↓

//! # Quill Cipher
//!
//! Classical ciphers: Caesar rotation, Vigenère substitution and Scytale
//! transposition, as plain functions and through a fluent builder API.
//!
//! These ciphers are broken by hand in minutes. They provide no security.

#![warn(missing_docs)]
#![forbid(unsafe_code)]

// Internal macro implementations
mod actions_macro;
mod cipher_result;

pub mod alphabet;
/// Classical cipher transforms and the fluent API
pub mod cipher;
pub mod config;
pub mod error;
pub mod rotation;

// Re-export core types
pub use cipher_result::{CipherResult, CipherResultWithHandler};
pub use config::CipherSpec;
pub use error::{CipherError, Result};

// Re-export the transforms
pub use cipher::{
    caesar_decode, caesar_encode, pad, scytale_decode, scytale_encode, trim_padding,
    vigenere_decode, vigenere_decode_with, vigenere_encode, vigenere_encode_with, Caesar,
    CipherAlgorithm, ClassicCipher, KeyCursor, Scytale, Vigenere, PADDING,
};
pub use rotation::{normalize_shift, rotate, rotate_by_letter};

// Re-export the fluent API
pub use cipher::api::{
    CaesarBuilder, CaesarWithShift, Cipher, CipherWithHandler, ScytaleBuilder, ScytaleWithRows,
    VigenereBuilder, VigenereWithKey,
};

// Re-export common handlers from quill_common
pub use quill_common::{on_error, on_result};

/// Main entry point
pub struct Quill;

impl Quill {
    /// Master builder for cipher operations
    #[must_use]
    pub fn cipher() -> CipherMasterBuilder {
        CipherMasterBuilder
    }
}

/// Master builder for cipher operations
pub struct CipherMasterBuilder;

impl CipherMasterBuilder {
    /// Use the Caesar cipher
    #[must_use]
    pub fn caesar(self) -> CaesarBuilder {
        CaesarBuilder::new()
    }

    /// Use the Vigenère cipher
    #[must_use]
    pub fn vigenere(self) -> VigenereBuilder {
        VigenereBuilder::new()
    }

    /// Use the Scytale transposition
    #[must_use]
    pub fn scytale(self) -> ScytaleBuilder {
        ScytaleBuilder::new()
    }
}

/// Prelude module for convenient imports
pub mod prelude {
    pub use crate::{
        Cipher, CipherAlgorithm, CipherError, CipherSpec, ClassicCipher, KeyCursor, Quill, Result,
    };
}
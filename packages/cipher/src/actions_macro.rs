//! Generates the action methods shared by every configured cipher builder

/// Implements `encrypt`, `decrypt`, their async forms and `on_result` for a
/// builder that implements `BuildCipher`.
macro_rules! cipher_actions {
    ($builder:ty) => {
        impl $builder {
            /// Encrypt a message - action takes data as argument
            ///
            /// # Errors
            ///
            /// Returns the cipher's validation error for bad parameters or input.
            pub fn encrypt<M: AsRef<str>>(self, message: M) -> $crate::Result<String> {
                $crate::cipher::api::actions::run(
                    <Self as $crate::cipher::api::BuildCipher>::build_cipher(&self),
                    $crate::cipher::api::Direction::Encrypt,
                    message.as_ref(),
                )
            }

            /// Decrypt a message - action takes data as argument
            ///
            /// # Errors
            ///
            /// Returns the cipher's validation error for bad parameters or input.
            pub fn decrypt<M: AsRef<str>>(self, message: M) -> $crate::Result<String> {
                $crate::cipher::api::actions::run(
                    <Self as $crate::cipher::api::BuildCipher>::build_cipher(&self),
                    $crate::cipher::api::Direction::Decrypt,
                    message.as_ref(),
                )
            }

            /// Encrypt on a tokio task; must be called inside a runtime
            #[must_use]
            pub fn encrypt_async<M: Into<String>>(self, message: M) -> $crate::CipherResult {
                $crate::cipher::api::actions::spawn(
                    <Self as $crate::cipher::api::BuildCipher>::build_cipher(&self),
                    $crate::cipher::api::Direction::Encrypt,
                    message.into(),
                )
            }

            /// Decrypt on a tokio task; must be called inside a runtime
            #[must_use]
            pub fn decrypt_async<M: Into<String>>(self, message: M) -> $crate::CipherResult {
                $crate::cipher::api::actions::spawn(
                    <Self as $crate::cipher::api::BuildCipher>::build_cipher(&self),
                    $crate::cipher::api::Direction::Decrypt,
                    message.into(),
                )
            }

            /// Add `on_result` handler - the handler decides what an error becomes
            #[must_use]
            pub fn on_result<F, T>(
                self,
                handler: F,
            ) -> $crate::cipher::api::CipherWithHandler<Self, F>
            where
                F: FnOnce($crate::Result<String>) -> T,
                T: quill_common::NotResult,
            {
                $crate::cipher::api::CipherWithHandler::new(self, handler)
            }
        }
    };
}

pub(crate) use cipher_actions;
//! Builder stage carrying an `on_result` handler

use super::actions::{run, spawn, BuildCipher, Direction};
use crate::{CipherResultWithHandler, Result};
use quill_common::NotResult;

/// Configured cipher builder with a result handler
///
/// Actions return whatever the handler returns, never a `Result`.
pub struct CipherWithHandler<B, F> {
    builder: B,
    handler: F,
}

impl<B, F> CipherWithHandler<B, F> {
    pub(crate) fn new(builder: B, handler: F) -> Self {
        Self { builder, handler }
    }
}

impl<B, F, T> CipherWithHandler<B, F>
where
    B: BuildCipher,
    F: FnOnce(Result<String>) -> T,
    T: NotResult,
{
    /// Encrypt a message and hand the result to the handler
    pub fn encrypt<M: AsRef<str>>(self, message: M) -> T {
        let result = run(self.builder.build_cipher(), Direction::Encrypt, message.as_ref());
        (self.handler)(result)
    }

    /// Decrypt a message and hand the result to the handler
    pub fn decrypt<M: AsRef<str>>(self, message: M) -> T {
        let result = run(self.builder.build_cipher(), Direction::Decrypt, message.as_ref());
        (self.handler)(result)
    }

    /// Encrypt on a tokio task; the future resolves to the handler's output
    #[must_use]
    pub fn encrypt_async<M: Into<String>>(self, message: M) -> CipherResultWithHandler<F> {
        spawn(self.builder.build_cipher(), Direction::Encrypt, message.into())
            .on_result(self.handler)
    }

    /// Decrypt on a tokio task; the future resolves to the handler's output
    #[must_use]
    pub fn decrypt_async<M: Into<String>>(self, message: M) -> CipherResultWithHandler<F> {
        spawn(self.builder.build_cipher(), Direction::Decrypt, message.into())
            .on_result(self.handler)
    }
}
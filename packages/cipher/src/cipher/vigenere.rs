//! Vigenère cipher: per-letter shifts drawn from a repeating key
//!
//! By default the key cursor only moves when a letter is processed, so a
//! space never uses up a key letter and encryption and decryption stay in
//! step. [`KeyCursor::EveryCharacter`] keeps the older positional variant
//! where the key is stretched over the whole message.

use super::{CipherAlgorithm, ClassicCipher};
use crate::alphabet::index_of;
use crate::rotation::rotate;
use crate::{CipherError, Result};
use serde::{Deserialize, Serialize};

/// When the key cursor advances
#[derive(Clone, Copy, Debug, Default, PartialEq, Eq, Hash, Serialize, Deserialize)]
#[serde(rename_all = "snake_case")]
pub enum KeyCursor {
    /// Advance on letters only; non-letters keep their key position
    #[default]
    SkipNonLetters,
    /// Advance on every character, letter or not
    EveryCharacter,
}

/// Key shifts, validated up front so a bad key never yields partial output
fn key_shifts(key: &str) -> Result<Vec<i64>> {
    if key.is_empty() {
        return Err(CipherError::EmptyKey);
    }

    key.chars()
        .enumerate()
        .map(|(position, character)| {
            index_of(character)
                .map(i64::from)
                .ok_or(CipherError::InvalidKeyCharacter {
                    character,
                    position,
                })
        })
        .collect()
}

fn apply(message: &str, shifts: &[i64], cursor: KeyCursor, direction: i64) -> String {
    let mut keystream = shifts.iter().cycle();
    message
        .chars()
        .map(|c| {
            if index_of(c).is_none() {
                if cursor == KeyCursor::EveryCharacter {
                    keystream.next();
                }
                return c;
            }
            match keystream.next() {
                Some(shift) => rotate(c, direction * shift),
                None => c,
            }
        })
        .collect()
}

/// Encrypt `message` with the repeating `key`
///
/// # Errors
///
/// Returns [`CipherError::EmptyKey`] for an empty key and
/// [`CipherError::InvalidKeyCharacter`] for a key character outside `A..=Z`.
pub fn vigenere_encode(message: &str, key: &str) -> Result<String> {
    vigenere_encode_with(message, key, KeyCursor::default())
}

/// Undo [`vigenere_encode`] with the same `key`
///
/// # Errors
///
/// Same key validation as [`vigenere_encode`].
pub fn vigenere_decode(message: &str, key: &str) -> Result<String> {
    vigenere_decode_with(message, key, KeyCursor::default())
}

/// [`vigenere_encode`] with an explicit cursor rule
///
/// # Errors
///
/// Same key validation as [`vigenere_encode`].
pub fn vigenere_encode_with(message: &str, key: &str, cursor: KeyCursor) -> Result<String> {
    Ok(apply(message, &key_shifts(key)?, cursor, 1))
}

/// [`vigenere_decode`] with an explicit cursor rule
///
/// # Errors
///
/// Same key validation as [`vigenere_encode`].
pub fn vigenere_decode_with(message: &str, key: &str, cursor: KeyCursor) -> Result<String> {
    Ok(apply(message, &key_shifts(key)?, cursor, -1))
}

/// Vigenère cipher with a validated key
#[derive(Clone, Debug, PartialEq, Eq)]
pub struct Vigenere {
    key: String,
    shifts: Vec<i64>,
    cursor: KeyCursor,
}

impl Vigenere {
    /// Create a Vigenère cipher
    ///
    /// # Errors
    ///
    /// Rejects empty keys and keys containing anything but `A..=Z`.
    pub fn new<K: Into<String>>(key: K) -> Result<Self> {
        let key = key.into();
        let shifts = key_shifts(&key)?;
        Ok(Self {
            key,
            shifts,
            cursor: KeyCursor::default(),
        })
    }

    /// Use a different cursor rule
    #[must_use]
    pub fn with_cursor(mut self, cursor: KeyCursor) -> Self {
        self.cursor = cursor;
        self
    }

    /// The key
    #[must_use]
    pub fn key(&self) -> &str {
        &self.key
    }

    /// The cursor rule in use
    #[must_use]
    pub fn cursor(&self) -> KeyCursor {
        self.cursor
    }
}

impl ClassicCipher for Vigenere {
    fn algorithm(&self) -> CipherAlgorithm {
        CipherAlgorithm::Vigenere
    }

    fn encrypt(&self, message: &str) -> Result<String> {
        Ok(apply(message, &self.shifts, self.cursor, 1))
    }

    fn decrypt(&self, message: &str) -> Result<String> {
        Ok(apply(message, &self.shifts, self.cursor, -1))
    }
}
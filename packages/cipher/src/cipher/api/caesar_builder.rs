//! Caesar builder types

use super::BuildCipher;
use crate::actions_macro::cipher_actions;
use crate::cipher::Caesar;
use crate::Result;

/// Initial Caesar builder - entry point
pub struct CaesarBuilder;

/// Caesar builder with a shift
pub struct CaesarWithShift {
    shift: i64,
}

impl Default for CaesarBuilder {
    fn default() -> Self {
        Self::new()
    }
}

impl CaesarBuilder {
    /// Create new Caesar builder
    #[must_use]
    pub fn new() -> Self {
        Self
    }

    /// Set the shift; any value is reduced modulo 26
    #[must_use]
    pub fn with_shift(self, shift: i64) -> CaesarWithShift {
        CaesarWithShift { shift }
    }

    /// ROT13, which is its own inverse
    #[must_use]
    pub fn rot13(self) -> CaesarWithShift {
        self.with_shift(13)
    }
}

impl BuildCipher for CaesarWithShift {
    type Cipher = Caesar;

    fn build_cipher(&self) -> Result<Caesar> {
        Ok(Caesar::new(self.shift))
    }
}

cipher_actions!(CaesarWithShift);
//! Marker traits used across the quill crates

/// Marks handler outputs that are plain values rather than `Result`s.
///
/// An `on_result` handler is where the caller decides what an error turns
/// into, so whatever it returns must already be unwrapped.
pub trait NotResult {}

impl NotResult for bool {}
impl NotResult for () {}
impl NotResult for char {}
impl NotResult for String {}
impl NotResult for &str {}
impl<T> NotResult for Vec<T> {}
impl<T> NotResult for Option<T> {}
impl<T> NotResult for Box<T> {}
impl<T> NotResult for std::sync::Arc<T> {}
impl NotResult for u8 {}
impl NotResult for u16 {}
impl NotResult for u32 {}
impl NotResult for u64 {}
impl NotResult for usize {}
impl NotResult for i8 {}
impl NotResult for i16 {}
impl NotResult for i32 {}
impl NotResult for i64 {}
impl NotResult for isize {}
//! Scytale transposition
//!
//! The padded message is laid out in `rows` rows of `cols` columns
//! (row-major) and read back column by column, which is what a strip
//! wound around a rod of `rows` faces shows. With 3 rows:
//!
//! ```text
//! INFOR
//! MATIO   ->  IMN NA_ FTA OIG ROE  (read down each column)
//! N_AGE
//! ```
//!
//! Decoding applies the inverse permutation and leaves the padding in place.

use super::{CipherAlgorithm, ClassicCipher};
use crate::{CipherError, Result};

/// Filler appended until the length is a multiple of the row count
pub const PADDING: char = '_';

fn check_rows(rows: usize, length: usize) -> Result<()> {
    if rows == 0 || rows > length {
        return Err(CipherError::InvalidRowCount { rows, length });
    }
    Ok(())
}

fn padded_chars(message: &str, rows: usize) -> Result<Vec<char>> {
    let mut chars: Vec<char> = message.chars().collect();
    if rows == 0 {
        return Err(CipherError::InvalidRowCount {
            rows,
            length: chars.len(),
        });
    }

    let padded_len = chars.len().div_ceil(rows) * rows;
    check_rows(rows, padded_len)?;
    chars.resize(padded_len, PADDING);
    Ok(chars)
}

/// Append [`PADDING`] until the character count is a multiple of `rows`
///
/// # Errors
///
/// Returns [`CipherError::InvalidRowCount`] if `rows` is zero or exceeds the
/// padded length (every row count does for an empty message).
pub fn pad(message: &str, rows: usize) -> Result<String> {
    Ok(padded_chars(message, rows)?.into_iter().collect())
}

/// Strip trailing [`PADDING`] left behind by [`scytale_decode`]
///
/// Padding cannot be told apart from a message that really ended in `_`,
/// so this stays a separate, explicit step.
#[must_use]
pub fn trim_padding(text: &str) -> &str {
    text.trim_end_matches(PADDING)
}

/// Pad `message` and permute it as if wound around a rod of `rows` faces
///
/// # Errors
///
/// Same row-count validation as [`pad`].
pub fn scytale_encode(message: &str, rows: usize) -> Result<String> {
    let padded = padded_chars(message, rows)?;
    let cols = padded.len() / rows;

    Ok((0..padded.len())
        .map(|i| padded[(i / rows) + cols * (i % rows)])
        .collect())
}

/// Invert [`scytale_encode`]; the result keeps its padding
///
/// # Errors
///
/// Returns [`CipherError::InvalidRowCount`] if `rows` is zero or exceeds the
/// ciphertext length, and [`CipherError::MisalignedCiphertext`] if the length
/// is not a multiple of `rows`.
pub fn scytale_decode(encoded: &str, rows: usize) -> Result<String> {
    let encoded: Vec<char> = encoded.chars().collect();
    let length = encoded.len();
    check_rows(rows, length)?;
    if length % rows != 0 {
        return Err(CipherError::MisalignedCiphertext { length, rows });
    }

    let cols = length / rows;
    Ok((0..length)
        .map(|i| {
            let (row, col) = (i / cols, i % cols);
            encoded[col * rows + row]
        })
        .collect())
}

/// Scytale transposition with a fixed row count
#[derive(Clone, Copy, Debug, PartialEq, Eq)]
pub struct Scytale {
    rows: usize,
}

impl Scytale {
    /// Create a Scytale cipher
    ///
    /// # Errors
    ///
    /// Returns [`CipherError::InvalidRowCount`] for zero rows. The upper bound
    /// depends on the message and is checked per call.
    pub fn new(rows: usize) -> Result<Self> {
        if rows == 0 {
            return Err(CipherError::InvalidRowCount { rows, length: 0 });
        }
        Ok(Self { rows })
    }

    /// The row count
    #[must_use]
    pub fn rows(&self) -> usize {
        self.rows
    }
}

impl ClassicCipher for Scytale {
    fn algorithm(&self) -> CipherAlgorithm {
        CipherAlgorithm::Scytale
    }

    fn encrypt(&self, message: &str) -> Result<String> {
        scytale_encode(message, self.rows)
    }

    fn decrypt(&self, message: &str) -> Result<String> {
        scytale_decode(message, self.rows)
    }
}
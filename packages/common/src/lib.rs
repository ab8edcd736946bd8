//! Common infrastructure shared by the quill crates
//!
//! This crate provides:
//! - The `NotResult` marker used to keep handler outputs unwrapped
//! - Default `on_result` / `on_error` handlers
//! - `LoggingTransformer`, the env_logger based logging setup

#![forbid(unsafe_code)]

pub mod handlers;
pub mod logging;
pub mod traits;

pub use handlers::{on_error, on_result};
pub use logging::LoggingTransformer;
pub use traits::NotResult;
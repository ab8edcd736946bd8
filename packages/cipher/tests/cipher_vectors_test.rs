//! Known-answer tests and precondition checks for the cipher transforms

use quill_cipher::{
    caesar_decode, caesar_encode, pad, rotate, rotate_by_letter, scytale_decode, scytale_encode,
    trim_padding, vigenere_decode, vigenere_encode, vigenere_encode_with, CipherError, KeyCursor,
};

#[test]
fn test_rotate_vectors() {
    assert_eq!(rotate('A', 0), 'A');
    assert_eq!(rotate('A', 2), 'C');
    assert_eq!(rotate('Z', 1), 'A');
    assert_eq!(rotate('X', 5), 'C');
    assert_eq!(rotate(' ', 5), ' ');
}

#[test]
fn test_rotate_by_letter_vectors() {
    assert_eq!(rotate_by_letter('A', 'A').expect("valid key letter"), 'A');
    assert_eq!(rotate_by_letter('A', 'C').expect("valid key letter"), 'C');
    assert_eq!(rotate_by_letter('B', 'K').expect("valid key letter"), 'L');
    assert_eq!(rotate_by_letter(' ', 'K').expect("valid key letter"), ' ');
    assert_eq!(rotate_by_letter(' ', '5').expect("space ignores the key letter"), ' ');
}

#[test]
fn test_rotate_by_letter_rejects_non_letter_key() {
    let err = rotate_by_letter('A', 'k').expect_err("lowercase key letter must be rejected");
    assert!(matches!(
        err,
        CipherError::InvalidKeyCharacter { character: 'k', .. }
    ));
}

#[test]
fn test_caesar_vectors() {
    assert_eq!(caesar_encode("HELLO WORLD", 3), "KHOOR ZRUOG");
    assert_eq!(caesar_decode("KHOOR ZRUOG", 3), "HELLO WORLD");
    assert_eq!(caesar_encode("HELLO WORLD", 29), "KHOOR ZRUOG");
    assert_eq!(caesar_encode("KHOOR ZRUOG", -3), "HELLO WORLD");
    assert_eq!(caesar_encode("", 7), "");
}

#[test]
fn test_caesar_passes_unrecognized_characters() {
    assert_eq!(caesar_encode("ABC xyz 123!", 1), "BCD xyz 123!");
    assert_eq!(caesar_encode("ÉTÉ", 1), "ÉUÉ");
}

#[test]
fn test_caesar_extreme_shifts_round_trip() {
    for shift in [i64::MIN, i64::MIN + 1, i64::MAX, -26, 0, 26] {
        let encoded = caesar_encode("ATTACK AT DAWN", shift);
        assert_eq!(caesar_decode(&encoded, shift), "ATTACK AT DAWN", "shift {shift}");
    }
}

#[test]
fn test_vigenere_vectors() {
    assert_eq!(
        vigenere_encode("HELLO", "KEY").expect("valid key"),
        "RIJVS"
    );
    assert_eq!(
        vigenere_decode("RIJVS", "KEY").expect("valid key"),
        "HELLO"
    );
    assert_eq!(
        vigenere_encode("ATTACKATDAWN", "LEMON").expect("valid key"),
        "LXFOPVEFRNHR"
    );
}

#[test]
fn test_vigenere_spaces_keep_their_key_position() {
    // The space does not consume the `E`, so `C` is shifted by 4
    assert_eq!(vigenere_encode("A C", "KEY").expect("valid key"), "K G");
    assert_eq!(vigenere_decode("K G", "KEY").expect("valid key"), "A C");
}

#[test]
fn test_vigenere_positional_cursor() {
    assert_eq!(
        vigenere_encode_with("A C", "KEY", KeyCursor::EveryCharacter).expect("valid key"),
        "K A"
    );
    assert_eq!(
        vigenere_encode_with("HELLO", "KEY", KeyCursor::EveryCharacter).expect("valid key"),
        "RIJVS"
    );
}

#[test]
fn test_vigenere_rejects_bad_keys() {
    assert!(matches!(
        vigenere_encode("HELLO", ""),
        Err(CipherError::EmptyKey)
    ));
    assert!(matches!(
        vigenere_decode("HELLO", ""),
        Err(CipherError::EmptyKey)
    ));
    assert!(matches!(
        vigenere_encode("HELLO", "KEY2"),
        Err(CipherError::InvalidKeyCharacter {
            character: '2',
            position: 3
        })
    ));
    assert!(matches!(
        vigenere_encode("HELLO", "K Y"),
        Err(CipherError::InvalidKeyCharacter {
            character: ' ',
            position: 1
        })
    ));
}

#[test]
fn test_scytale_vectors() {
    assert_eq!(
        scytale_encode("INFORMATION_AGE", 3).expect("valid rows"),
        "IMNNA_FTAOIGROE"
    );
    assert_eq!(
        scytale_encode("INFORMATION_AGE", 4).expect("valid rows"),
        "IRIANMOGFANEOT__"
    );
    assert_eq!(
        scytale_encode("ALGORITHMS_ARE_IMPORTANT", 8).expect("valid rows"),
        "AOTSRIOALRH_EMRNGIMA_PTT"
    );
}

#[test]
fn test_scytale_decode_keeps_padding() {
    let decoded = scytale_decode("IRIANMOGFANEOT__", 4).expect("aligned ciphertext");
    assert_eq!(decoded, "INFORMATION_AGE_");
    assert_eq!(trim_padding(&decoded), "INFORMATION_AGE");
    assert_eq!(
        scytale_decode("IMNNA_FTAOIGROE", 3).expect("aligned ciphertext"),
        "INFORMATION_AGE"
    );
}

#[test]
fn test_scytale_identity_cases() {
    assert_eq!(scytale_encode("SPARTA", 1).expect("valid rows"), "SPARTA");
    assert_eq!(scytale_decode("SPARTA", 1).expect("valid rows"), "SPARTA");
    // One column: every row holds a single character
    assert_eq!(scytale_encode("SPARTA", 6).expect("valid rows"), "SPARTA");
}

#[test]
fn test_pad() {
    assert_eq!(pad("ABCDE", 3).expect("valid rows"), "ABCDE_");
    assert_eq!(pad("ABCDEF", 3).expect("valid rows"), "ABCDEF");
    assert_eq!(pad("A", 4).expect("valid rows"), "A___");
}

#[test]
fn test_scytale_rejects_bad_row_counts() {
    assert!(matches!(
        scytale_encode("HELLO", 0),
        Err(CipherError::InvalidRowCount { rows: 0, .. })
    ));
    assert!(matches!(
        scytale_encode("", 2),
        Err(CipherError::InvalidRowCount { rows: 2, length: 0 })
    ));
    assert!(matches!(
        scytale_decode("HELLO", 6),
        Err(CipherError::InvalidRowCount { rows: 6, length: 5 })
    ));
    assert!(matches!(
        scytale_decode("HELLO", 0),
        Err(CipherError::InvalidRowCount { rows: 0, .. })
    ));
    assert!(matches!(
        scytale_decode("HELLO", 2),
        Err(CipherError::MisalignedCiphertext { length: 5, rows: 2 })
    ));
}

#[test]
fn test_scytale_counts_characters_not_bytes() {
    let encoded = scytale_encode("ÀB", 2).expect("valid rows");
    assert_eq!(encoded.chars().count(), 2);
    assert_eq!(scytale_decode(&encoded, 2).expect("aligned ciphertext"), "ÀB");
}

↑

→ **WHAT IS NEEDED**:
Within the entries above, find each line where "ScytaleBuilder" appears; copy every one.

→ **REPLY**:
    CaesarBuilder, CaesarWithShift, Cipher, CipherWithHandler, ScytaleBuilder, ScytaleWithRows,
    pub fn scytale(self) -> ScytaleBuilder {
        ScytaleBuilder::new()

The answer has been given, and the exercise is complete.